─── Supplied material ───

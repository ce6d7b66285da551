use std::collections::BTreeMap;
use std::sync::Arc;
use std::time::Duration;

use async_trait::async_trait;
use serde::Deserialize;
use tokio::sync::mpsc;
use tracing::{debug, warn};

use haven_core::config::ProviderConfig;

use crate::provider::{
    classify_api_error, ChatMessage, ChatOutcome, ChatParams, ModelCapabilities, ModelDescriptor,
    ModelStatus, ProviderAdapter, ProviderError, ProviderHealth, Usage, CHAT_TIMEOUT_SECS,
    STREAM_TIMEOUT_SECS,
};
use crate::stream::{parse_sse_line, SseParsed, StreamEvent};
use crate::tokenizer::Tokenizer;

const DEFAULT_CONTEXT_WINDOW: u32 = 128_000;

pub struct OpenAiProvider {
    client: reqwest::Client,
    api_key: String,
    base_url: String,
    allowed: Vec<String>,
    context_windows: BTreeMap<String, u32>,
    tokenizer: Arc<Tokenizer>,
}

impl OpenAiProvider {
    pub fn new(config: &ProviderConfig, tokenizer: Arc<Tokenizer>) -> Self {
        Self {
            client: reqwest::Client::new(),
            api_key: config.api_key.clone().unwrap_or_default(),
            base_url: config
                .base_url
                .clone()
                .unwrap_or_else(|| "https://api.openai.com".to_string()),
            allowed: config.models.clone(),
            context_windows: config.context_windows.clone(),
            tokenizer,
        }
    }

    fn model_allowed(&self, name: &str) -> bool {
        self.allowed.is_empty() || self.allowed.iter().any(|m| m == name)
    }

    fn retry_after_ms(resp: &reqwest::Response) -> Option<u64> {
        resp.headers()
            .get("retry-after")
            .and_then(|v| v.to_str().ok())
            .and_then(|v| v.parse::<u64>().ok())
            .map(|s| s * 1000)
    }
}

#[async_trait]
impl ProviderAdapter for OpenAiProvider {
    fn id(&self) -> &str {
        "openai"
    }

    async fn list_models(&self) -> Result<Vec<ModelDescriptor>, ProviderError> {
        let url = format!("{}/v1/models", self.base_url);
        let resp = self
            .client
            .get(&url)
            .bearer_auth(&self.api_key)
            .timeout(Duration::from_secs(10))
            .send()
            .await?;

        let status = resp.status().as_u16();
        if !resp.status().is_success() {
            let text = resp.text().await.unwrap_or_default();
            return Err(classify_api_error(status, &text, None));
        }

        let list: ModelList = resp
            .json()
            .await
            .map_err(|e| ProviderError::Parse(e.to_string()))?;

        Ok(list
            .data
            .into_iter()
            .filter(|m| self.model_allowed(&m.id))
            .map(|m| ModelDescriptor {
                context_window: self.context_limit(&m.id),
                name: m.id,
                provider: "openai".to_string(),
                capabilities: ModelCapabilities {
                    streaming: true,
                    tools: true,
                    reasoning: false,
                },
                status: ModelStatus::Available,
            })
            .collect())
    }

    fn count_tokens(&self, model: &str, text: &str) -> u32 {
        self.tokenizer.count(model, text)
    }

    fn context_limit(&self, model: &str) -> u32 {
        self.context_windows
            .get(model)
            .copied()
            .unwrap_or(DEFAULT_CONTEXT_WINDOW)
    }

    async fn chat_once(
        &self,
        model: &str,
        messages: &[ChatMessage],
        params: &ChatParams,
    ) -> Result<ChatOutcome, ProviderError> {
        let body = build_request_body(model, messages, params, false);
        let url = format!("{}/v1/chat/completions", self.base_url);

        debug!(model, "sending request to OpenAI");

        let resp = self
            .client
            .post(&url)
            .bearer_auth(&self.api_key)
            .header("content-type", "application/json")
            .timeout(Duration::from_secs(CHAT_TIMEOUT_SECS))
            .json(&body)
            .send()
            .await?;

        let status = resp.status().as_u16();
        if !resp.status().is_success() {
            let retry = Self::retry_after_ms(&resp);
            let text = resp.text().await.unwrap_or_default();
            warn!(status, body = %text, "OpenAI API error");
            return Err(classify_api_error(status, &text, retry));
        }

        let api_resp: ApiResponse = resp
            .json()
            .await
            .map_err(|e| ProviderError::Parse(e.to_string()))?;

        Ok(parse_response(api_resp))
    }

    async fn chat_stream(
        &self,
        model: &str,
        messages: &[ChatMessage],
        params: &ChatParams,
        tx: mpsc::Sender<StreamEvent>,
    ) -> Result<(), ProviderError> {
        let body = build_request_body(model, messages, params, true);
        let url = format!("{}/v1/chat/completions", self.base_url);

        debug!(model, "sending streaming request to OpenAI");

        let resp = self
            .client
            .post(&url)
            .bearer_auth(&self.api_key)
            .header("content-type", "application/json")
            .timeout(Duration::from_secs(STREAM_TIMEOUT_SECS))
            .json(&body)
            .send()
            .await?;

        let status = resp.status().as_u16();
        if !resp.status().is_success() {
            let retry = Self::retry_after_ms(&resp);
            let text = resp.text().await.unwrap_or_default();
            warn!(status, body = %text, "OpenAI streaming API error");
            return Err(classify_api_error(status, &text, retry));
        }

        process_stream(resp, tx).await;
        Ok(())
    }

    async fn health(&self) -> ProviderHealth {
        let url = format!("{}/v1/models", self.base_url);
        match self
            .client
            .get(&url)
            .bearer_auth(&self.api_key)
            .timeout(Duration::from_secs(5))
            .send()
            .await
        {
            Ok(resp) if resp.status().is_success() => ProviderHealth {
                ok: true,
                detail: "reachable".to_string(),
            },
            Ok(resp) => ProviderHealth {
                ok: false,
                detail: format!("status {}", resp.status().as_u16()),
            },
            Err(e) => ProviderHealth {
                ok: false,
                detail: e.to_string(),
            },
        }
    }
}

fn build_request_body(
    model: &str,
    messages: &[ChatMessage],
    params: &ChatParams,
    stream: bool,
) -> serde_json::Value {
    let messages: Vec<serde_json::Value> = messages
        .iter()
        .map(|m| {
            serde_json::json!({
                "role": m.role,
                "content": m.content,
            })
        })
        .collect();

    let mut body = serde_json::json!({
        "model": model,
        "messages": messages,
        "max_tokens": params.max_tokens,
        "stream": stream,
    });
    if let Some(t) = params.temperature {
        body["temperature"] = serde_json::json!(t);
    }
    if !params.stop.is_empty() {
        body["stop"] = serde_json::json!(params.stop);
    }
    body
}

fn parse_response(resp: ApiResponse) -> ChatOutcome {
    let choice = resp.choices.into_iter().next();
    let content = choice
        .as_ref()
        .and_then(|c| c.message.content.as_deref())
        .unwrap_or("")
        .to_string();
    let finish_reason = choice.and_then(|c| c.finish_reason).unwrap_or_default();

    let usage = resp
        .usage
        .map(|u| Usage::new(u.prompt_tokens, u.completion_tokens))
        .unwrap_or_default();

    ChatOutcome {
        content,
        reasoning: None,
        model: resp.model,
        usage,
        finish_reason,
    }
}

/// Parse the OpenAI streaming SSE response. Each data line carries a JSON
/// delta object; a literal `data: [DONE]` ends the stream.
async fn process_stream(resp: reqwest::Response, tx: mpsc::Sender<StreamEvent>) {
    use futures_util::StreamExt;

    let mut tokens_in: u32 = 0;
    let mut tokens_out: u32 = 0;
    let mut finish_reason = String::new();
    let mut line_buf = String::new();

    let mut byte_stream = resp.bytes_stream();

    'outer: while let Some(chunk) = byte_stream.next().await {
        let chunk = match chunk {
            Ok(c) => c,
            Err(e) => {
                let err: ProviderError = e.into();
                let _ = tx
                    .send(StreamEvent::Error {
                        code: err.code(),
                        message: err.to_string(),
                        retryable: err.retryable(),
                    })
                    .await;
                return;
            }
        };

        let text = match std::str::from_utf8(&chunk) {
            Ok(t) => t,
            Err(_) => continue,
        };

        line_buf.push_str(text);
        let lines: Vec<&str> = line_buf.split('\n').collect();
        let (complete, remainder) = lines.split_at(lines.len() - 1);
        let remainder = remainder.first().unwrap_or(&"").to_string();

        for line in complete {
            let line = line.trim();
            if line.is_empty() {
                continue;
            }

            if let Some(SseParsed::Data(data)) = parse_sse_line(line) {
                if data.trim() == "[DONE]" {
                    break 'outer;
                }

                if let Ok(chunk_resp) = serde_json::from_str::<StreamChunk>(&data) {
                    if let Some(usage) = &chunk_resp.usage {
                        tokens_in = usage.prompt_tokens;
                        tokens_out = usage.completion_tokens;
                    }

                    for choice in &chunk_resp.choices {
                        if let Some(reason) = &choice.finish_reason {
                            if !reason.is_empty() {
                                finish_reason = reason.clone();
                            }
                        }
                        if let Some(content) = &choice.delta.content {
                            if !content.is_empty()
                                && tx
                                    .send(StreamEvent::TokenDelta {
                                        text: content.clone(),
                                    })
                                    .await
                                    .is_err()
                            {
                                return; // receiver dropped
                            }
                        }
                    }
                }
            }
        }

        line_buf = remainder;
    }

    if tokens_in > 0 || tokens_out > 0 {
        let _ = tx
            .send(StreamEvent::Usage {
                input: tokens_in,
                output: tokens_out,
                total: tokens_in + tokens_out,
            })
            .await;
    }
    let _ = tx
        .send(StreamEvent::Done {
            finish_reason: if finish_reason.is_empty() {
                "stop".to_string()
            } else {
                finish_reason
            },
        })
        .await;
}

// OpenAI API response types (private — deserialization only)

#[derive(Deserialize)]
struct ModelList {
    data: Vec<ModelEntry>,
}

#[derive(Deserialize)]
struct ModelEntry {
    id: String,
}

#[derive(Deserialize)]
struct ApiResponse {
    model: String,
    choices: Vec<Choice>,
    usage: Option<ApiUsage>,
}

#[derive(Deserialize)]
struct Choice {
    message: ChoiceMessage,
    finish_reason: Option<String>,
}

#[derive(Deserialize)]
struct ChoiceMessage {
    content: Option<String>,
}

#[derive(Deserialize)]
struct ApiUsage {
    prompt_tokens: u32,
    completion_tokens: u32,
}

// OpenAI streaming chunk types

#[derive(Deserialize)]
struct StreamChunk {
    choices: Vec<StreamChoice>,
    usage: Option<ApiUsage>,
}

#[derive(Deserialize)]
struct StreamChoice {
    delta: StreamDelta,
    finish_reason: Option<String>,
}

#[derive(Deserialize)]
struct StreamDelta {
    content: Option<String>,
}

───

_Assigned task_:
Sift through the entries and copy every line with "sending".

_Response below_:
        debug!(model, "sending request to OpenAI");
        debug!(model, "sending streaming request to OpenAI");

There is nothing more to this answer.